Turning off contact editing and limiting communication at any time to Contacts Only is a good way to control who your child can communicate with and when they can be contacted.
If someone who’s currently blocked by the Communication Limit settings tries to call your family member (by phone or FaceTime), or send them a message, their communication won’t go through.
If your family member tries to call or send a message to someone who’s currently blocked by the Communication Limit settings, the recipient’s name or number appears in red with a Screen Time hourglass icon, and the communication won’t go through. If the limit applies only to downtime, your family member receives a Time Limit message and can resume communication with the contact when downtime is over.
To allow your family member to communicate with contacts who are blocked by the Communication Limit settings, change the settings by following the steps above.
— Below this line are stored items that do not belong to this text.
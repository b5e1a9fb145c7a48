//! Products, their stock counts and discount configuration.

use crate::core::{
    reconcile::Keyed,
    schema::{CellValue, FieldDescriptor, FieldKind, TableRecord},
};
use chrono::{DateTime, Utc};
use serde::{Deserialize, Serialize};

/// How a discount value is applied.
#[derive(Debug, Clone, Copy, PartialEq, Eq, Serialize, Deserialize, poise::ChoiceParameter)]
#[serde(rename_all = "lowercase")]
pub enum DiscountKind {
    /// `value` is a percentage off
    #[name = "percentage"]
    Percentage,
    /// `value` is an amount off
    #[name = "fixed"]
    Fixed,
}

impl DiscountKind {
    /// Wire value.
    #[must_use]
    pub const fn as_str(self) -> &'static str {
        match self {
            Self::Percentage => "percentage",
            Self::Fixed => "fixed",
        }
    }
}

/// Discount settings attached to a product.
#[derive(Debug, Clone, PartialEq, Serialize, Deserialize)]
#[serde(rename_all = "camelCase")]
pub struct DiscountConfig {
    /// Percentage or fixed amount
    #[serde(rename = "type")]
    pub kind: DiscountKind,
    /// Discount value
    pub value: f64,
    /// When the discount starts applying
    pub start_date: DateTime<Utc>,
    /// When it stops applying; open-ended if absent
    #[serde(default)]
    pub end_date: Option<DateTime<Utc>>,
    /// Manual on/off switch
    pub is_active: bool,
}

impl DiscountConfig {
    /// Form fields accepted when setting a discount.
    pub const FORM: &'static [FieldDescriptor] = &[
        FieldDescriptor::required("type", "Type", FieldKind::Choice(&["percentage", "fixed"])),
        FieldDescriptor::required("value", "Value", FieldKind::Decimal),
        FieldDescriptor::required("startDate", "Starts", FieldKind::Date),
        FieldDescriptor::optional("endDate", "Ends", FieldKind::Date),
        FieldDescriptor::required("isActive", "Enabled", FieldKind::Flag),
    ];

    /// Human description of the amount, e.g. `15%` or `2.50 off`.
    #[must_use]
    pub fn describe_value(&self) -> String {
        match self.kind {
            DiscountKind::Percentage => format!("{}%", self.value),
            DiscountKind::Fixed => format!("{:.2} off", self.value),
        }
    }
}

/// A product as listed by the backend.
#[derive(Debug, Clone, PartialEq, Serialize, Deserialize)]
#[serde(rename_all = "camelCase")]
pub struct Product {
    /// Backend id
    pub id: i64,
    /// Product name
    pub name: String,
    /// Stock keeping unit
    #[serde(default)]
    pub sku: Option<String>,
    /// Units in stock
    #[serde(default)]
    pub stock: i64,
    /// Unit price
    #[serde(default)]
    pub price: f64,
    /// Discount configuration, if any
    #[serde(default)]
    pub discount: Option<DiscountConfig>,
}

impl Keyed for Product {
    fn key(&self) -> i64 {
        self.id
    }
}

impl TableRecord for Product {
    const FIELDS: &'static [FieldDescriptor] = &[
        FieldDescriptor::required("name", "Product", FieldKind::Text),
        FieldDescriptor::optional("sku", "SKU", FieldKind::Text),
        FieldDescriptor::required("stock", "Stock", FieldKind::Integer),
        FieldDescriptor::required("price", "Price", FieldKind::Decimal),
        FieldDescriptor::optional("discount", "Discount", FieldKind::Text),
    ];

    fn cell(&self, key: &str) -> CellValue {
        match key {
            "name" => CellValue::Text(format!("#{} {}", self.id, self.name)),
            "sku" => CellValue::from(self.sku.clone()),
            "stock" => CellValue::Integer(self.stock),
            "price" => CellValue::Decimal(self.price),
            "discount" => self.discount.as_ref().map_or(CellValue::Empty, |discount| {
                let window = discount.end_date.map_or_else(
                    || format!("from {}", discount.start_date.format("%Y-%m-%d")),
                    |end| {
                        format!(
                            "{} to {}",
                            discount.start_date.format("%Y-%m-%d"),
                            end.format("%Y-%m-%d")
                        )
                    },
                );
                CellValue::Text(format!("{} ({window})", discount.describe_value()))
            }),
            _ => CellValue::Empty,
        }
    }
}

/// Body of a stock correction.
#[derive(Debug, Clone, PartialEq, Eq, Serialize, Deserialize)]
#[serde(rename_all = "camelCase")]
pub struct StockUpdate {
    /// New stock count
    pub stock: i64,
    /// Why the count changed; required by the console for losses
    #[serde(skip_serializing_if = "Option::is_none")]
    pub reason: Option<String>,
}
Check for sensitive images on a family member’s iPad
You can have your family member’s iPad detect nudity in images before they’re sent or received in Messages, AirDrop, Contact Posters, FaceTime messages, the Photos app, and third-party apps that adopt Apple’s Communication Safety framework. If nudity is detected in an image, the image is blurred and resources are provided to help your child handle the situation (not available in all countries or regions). This feature doesn’t give Apple access to the photos. See the Apple Support article About communication safety in Messages.
Note: For children under 13 in a Family Sharing group, Communication Safety is turned on by default.
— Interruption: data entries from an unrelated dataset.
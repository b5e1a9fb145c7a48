//! Shared snapshots of backend collections used by autocomplete and lookups.
//!
//! A snapshot is refreshed whenever a command loads the collection and is
//! patched through [`crate::core::reconcile`] only after a mutation succeeds.

use crate::{
    core::reconcile::{self, Keyed},
    errors::Result,
    models::{DeliveryArea, Product, VehicleType},
};
use std::{
    future::Future,
    sync::Arc,
    time::{Duration, Instant},
};
use tokio::sync::RwLock;
use tracing::{debug, trace};

#[derive(Debug)]
struct Snapshot<T> {
    items: Vec<T>,
    loaded_at: Option<Instant>,
}

/// A TTL-bounded copy of one backend collection.
#[derive(Debug)]
pub struct ResourceCache<T> {
    name: &'static str,
    ttl: Duration,
    inner: Arc<RwLock<Snapshot<T>>>,
}

impl<T> Clone for ResourceCache<T> {
    fn clone(&self) -> Self {
        Self {
            name: self.name,
            ttl: self.ttl,
            inner: Arc::clone(&self.inner),
        }
    }
}

impl<T: Keyed + Clone> ResourceCache<T> {
    /// Creates an empty cache; `name` is only used in logs.
    #[must_use]
    pub fn new(name: &'static str, ttl: Duration) -> Self {
        Self {
            name,
            ttl,
            inner: Arc::new(RwLock::new(Snapshot {
                items: Vec::new(),
                loaded_at: None,
            })),
        }
    }

    /// The snapshot if it was loaded within the TTL.
    pub async fn get_fresh(&self) -> Option<Vec<T>> {
        let snapshot = self.inner.read().await;
        snapshot
            .loaded_at
            .filter(|loaded| loaded.elapsed() < self.ttl)
            .map(|_| snapshot.items.clone())
    }

    /// The snapshot regardless of age; empty if never loaded.
    pub async fn snapshot(&self) -> Vec<T> {
        self.inner.read().await.items.clone()
    }

    /// Replaces the snapshot with a freshly loaded collection.
    pub async fn replace(&self, items: Vec<T>) {
        let mut snapshot = self.inner.write().await;
        snapshot.items = items;
        snapshot.loaded_at = Some(Instant::now());
        debug!("{} cache refreshed with {} items", self.name, snapshot.items.len());
    }

    /// Returns the fresh snapshot, or runs `loader` and stores its result.
    ///
    /// A failed load leaves the previous snapshot in place.
    pub async fn get_or_load<F, Fut>(&self, loader: F) -> Result<Vec<T>>
    where
        F: FnOnce() -> Fut,
        Fut: Future<Output = Result<Vec<T>>>,
    {
        if let Some(items) = self.get_fresh().await {
            trace!("{} cache hit", self.name);
            return Ok(items);
        }
        let items = loader().await?;
        self.replace(items.clone()).await;
        Ok(items)
    }

    /// Merges a record the backend has just stored.
    pub async fn upsert(&self, record: T) {
        reconcile::apply_server_record(&mut self.inner.write().await.items, record);
    }

    /// Drops a record the backend has just deleted.
    pub async fn remove(&self, key: i64) -> bool {
        reconcile::remove_record(&mut self.inner.write().await.items, key)
    }

    /// Forces the next [`Self::get_or_load`] to hit the backend.
    pub async fn invalidate(&self) {
        self.inner.write().await.loaded_at = None;
    }
}

/// The collections autocomplete draws from.
#[derive(Debug, Clone)]
pub struct Caches {
    /// Delivery areas
    pub areas: ResourceCache<DeliveryArea>,
    /// Products (stock and discounts)
    pub products: ResourceCache<Product>,
    /// Vehicle types
    pub vehicle_types: ResourceCache<VehicleType>,
}

impl Caches {
    /// Creates empty caches sharing one TTL.
    #[must_use]
    pub fn new(ttl: Duration) -> Self {
        Self {
            areas: ResourceCache::new("Areas", ttl),
            products: ResourceCache::new("Products", ttl),
            vehicle_types: ResourceCache::new("Vehicle types", ttl),
        }
    }
}

#[cfg(test)]
mod tests {
    use super::*;
    use crate::{errors::Error, test_utils::test_product};
    use std::sync::atomic::{AtomicUsize, Ordering};

    #[tokio::test]
    async fn test_get_or_load_respects_ttl() -> Result<()> {
        let cache = ResourceCache::new("Products", Duration::from_secs(60));
        let calls = AtomicUsize::new(0);

        for _ in 0..2 {
            let items = cache
                .get_or_load(|| async {
                    calls.fetch_add(1, Ordering::SeqCst);
                    Ok(vec![test_product(1, "Beans", 4)])
                })
                .await?;
            assert_eq!(items.len(), 1);
        }
        assert_eq!(calls.load(Ordering::SeqCst), 1);

        cache.invalidate().await;
        assert!(cache.get_fresh().await.is_none());
        assert_eq!(cache.snapshot().await.len(), 1);
        Ok(())
    }

    #[tokio::test]
    async fn test_zero_ttl_is_never_fresh() {
        let cache = ResourceCache::new("Products", Duration::ZERO);
        cache.replace(vec![test_product(1, "Beans", 4)]).await;
        assert!(cache.get_fresh().await.is_none());
    }

    #[tokio::test]
    async fn test_failed_load_keeps_previous_snapshot() {
        let cache = ResourceCache::new("Products", Duration::ZERO);
        cache.replace(vec![test_product(1, "Beans", 4)]).await;

        let result = cache
            .get_or_load(|| async { Err(Error::Unauthorized) })
            .await;

        assert!(matches!(result, Err(Error::Unauthorized)));
        assert_eq!(cache.snapshot().await, vec![test_product(1, "Beans", 4)]);
    }

    #[tokio::test]
    async fn test_upsert_and_remove() {
        let cache = ResourceCache::new("Products", Duration::from_secs(60));
        cache.replace(vec![test_product(1, "Beans", 4)]).await;

        cache.upsert(test_product(1, "Beans", 9)).await;
        cache.upsert(test_product(2, "Rice", 3)).await;
        assert_eq!(cache.snapshot().await[0].stock, 9);
        assert_eq!(cache.snapshot().await.len(), 2);

        assert!(cache.remove(2).await);
        assert!(!cache.remove(2).await);
    }
}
On your device, go to Settings
> Screen Time.
Scroll down and tap the name of your family member.
Tap Communication Safety, then turn on Communication Safety.
You may need to enter the Screen Time passcode.
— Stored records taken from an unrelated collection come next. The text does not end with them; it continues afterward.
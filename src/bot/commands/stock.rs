//! Stock correction Discord commands.
//!
//! Drafts are kept in the local database; only `/stock save` talks to the
//! backend's stock endpoint.

// Inner module to suppress missing_docs warnings for poise macro-generated code
mod inner {
    #![allow(missing_docs)]

    use crate::{
        api::endpoints,
        bot::{
            self, BotData,
            handlers::autocomplete::{self, resolve_label},
            render,
        },
        core::{access::Component, pagination::paginate, stock},
        errors::{Error, Result},
    };

    const COMPONENT: Option<Component> = Some(Component::StockCorrection);

    /// Stock correction drafts.
    #[poise::command(
        slash_command,
        subcommands(
            "stock_open",
            "stock_confirm",
            "stock_propose",
            "stock_save",
            "stock_drafts",
            "stock_discard"
        )
    )]
    pub async fn stock(ctx: poise::Context<'_, BotData, Error>) -> Result<()> {
        ctx.say(
            "Stock correction commands:\n\
            `/stock open` - Opens a draft for a product\n\
            `/stock confirm` - Confirms the recorded count is right\n\
            `/stock propose` - Proposes a corrected count\n\
            `/stock save` - Sends a proposed count to the backend\n\
            `/stock drafts` - Lists open drafts\n\
            `/stock discard` - Throws a draft away",
        )
        .await?;
        Ok(())
    }

    /// Opens a correction draft for a product, using its current backend stock.
    #[poise::command(slash_command, rename = "open")]
    pub async fn stock_open(
        ctx: poise::Context<'_, BotData, Error>,
        #[description = "Product"]
        #[autocomplete = "autocomplete::autocomplete_stock_product"]
        product: String,
    ) -> Result<()> {
        let mut session = bot::open_session(ctx, COMPONENT).await?;
        ctx.defer().await?;
        let data = ctx.data();

        let result = endpoints::list_products(&data.api, &mut session).await;
        bot::close_session(ctx, &mut session, &result).await;
        let products = result?;
        data.caches.products.replace(products.clone()).await;

        let product = resolve_label(&products, &product, |p| p.name.as_str(), "Product")?;
        let draft =
            stock::open_draft(&data.database, product, &ctx.author().id.to_string()).await?;

        ctx.send(render::embed_reply(render::record_embed(
            &format!("📝 Stock draft #{}", draft.id),
            &draft,
        )))
        .await?;
        Ok(())
    }

    /// Confirms the recorded stock count is accurate and closes the draft.
    #[poise::command(slash_command, rename = "confirm")]
    pub async fn stock_confirm(
        ctx: poise::Context<'_, BotData, Error>,
        #[description = "Draft id"] draft: i64,
    ) -> Result<()> {
        bot::open_session(ctx, COMPONENT).await?;
        let confirmed = stock::confirm_correct(&ctx.data().database, draft).await?;

        ctx.say(format!(
            "✅ Stock of {} confirmed at {}.",
            confirmed.product_name, confirmed.current_stock
        ))
        .await?;
        Ok(())
    }

    /// Proposes a corrected stock count; losses need a reason.
    #[poise::command(slash_command, rename = "propose")]
    pub async fn stock_propose(
        ctx: poise::Context<'_, BotData, Error>,
        #[description = "Draft id"] draft: i64,
        #[description = "Correct stock count"] count: i64,
        #[description = "Why the count changed (required for losses)"] reason: Option<String>,
    ) -> Result<()> {
        bot::open_session(ctx, COMPONENT).await?;
        let proposed = stock::propose(&ctx.data().database, draft, count, reason).await?;

        ctx.send(render::embed_reply(render::record_embed(
            &format!("📝 Stock draft #{} updated; use /stock save to apply", proposed.id),
            &proposed,
        )))
        .await?;
        Ok(())
    }

    /// Sends a proposed count to the backend.
    #[poise::command(slash_command, rename = "save")]
    pub async fn stock_save(
        ctx: poise::Context<'_, BotData, Error>,
        #[description = "Draft id"] draft: i64,
    ) -> Result<()> {
        let mut session = bot::open_session(ctx, COMPONENT).await?;
        ctx.defer().await?;
        let data = ctx.data();

        let result = stock::save(&data.database, &data.api, &mut session, draft).await;
        bot::close_session(ctx, &mut session, &result).await;
        let (saved, product) = result?;
        data.caches.products.upsert(product.clone()).await;

        ctx.say(format!(
            "✅ Stock of {} changed from {} to {}.",
            saved.product_name, saved.current_stock, product.stock
        ))
        .await?;
        Ok(())
    }

    /// Lists open drafts.
    #[poise::command(slash_command, rename = "drafts")]
    pub async fn stock_drafts(
        ctx: poise::Context<'_, BotData, Error>,
        #[description = "Page number (default 1)"] page: Option<usize>,
    ) -> Result<()> {
        bot::open_session(ctx, COMPONENT).await?;
        let data = ctx.data();

        let drafts = stock::list_open(&data.database).await?;
        let page = paginate(&drafts, page.unwrap_or(1), data.per_page());
        ctx.send(render::embed_reply(render::page_embed("Open stock drafts", &page)))
            .await?;
        Ok(())
    }

    /// Throws away an open draft.
    #[poise::command(slash_command, rename = "discard")]
    pub async fn stock_discard(
        ctx: poise::Context<'_, BotData, Error>,
        #[description = "Draft id"] draft: i64,
    ) -> Result<()> {
        bot::open_session(ctx, COMPONENT).await?;
        let discarded = stock::discard(&ctx.data().database, draft).await?;

        ctx.say(format!(
            "🗑️ Draft #{} for {} discarded.",
            discarded.id, discarded.product_name
        ))
        .await?;
        Ok(())
    }
}

pub use inner::*;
Note: When you turn on Communication Safety, it turns on the Sensitive Content Warning in Settings > Privacy & Security. See Receive warnings about sensitive content on iPad.
Block inappropriate content on a family member’s device
You can help ensure that the content on your family member’s device is age appropriate by limiting the explicitness ratings in Content & Privacy Restrictions.
On your family member’s device, go to Settings
> Screen Time.
Tap Content & Privacy Restrictions, then turn on Content & Privacy Restrictions.
Choose specific content and privacy options.
Note: To protect your family member’s hearing, scroll down, tap Reduce Loud Sounds, then select Don’t Allow. (This prevents changes to the maximum headphone volume.) See Reduce loud headphone sounds in Settings.
Note: To restrict SharePlay in FaceTime calls, go to Settings > Screen Time > Content & Privacy Restrictions > Allowed Apps, then turn off SharePlay. To allow SharePlay, turn it on.
Tap
at the top left.
Add or change Screen Time settings for a family member later
To add or change Screen Time settings later, follow the steps described in the sections above.
Important: If you set up Screen Time for a family member on their device (not through Family Sharing), and you forget the Screen Time passcode, you can use your Apple ID to reset it. However, if you set up Screen Time for a family member on your device through Family Sharing and you forget your Screen Time passcode, you can reset it on your device using your device passcode, Touch ID, or Face ID.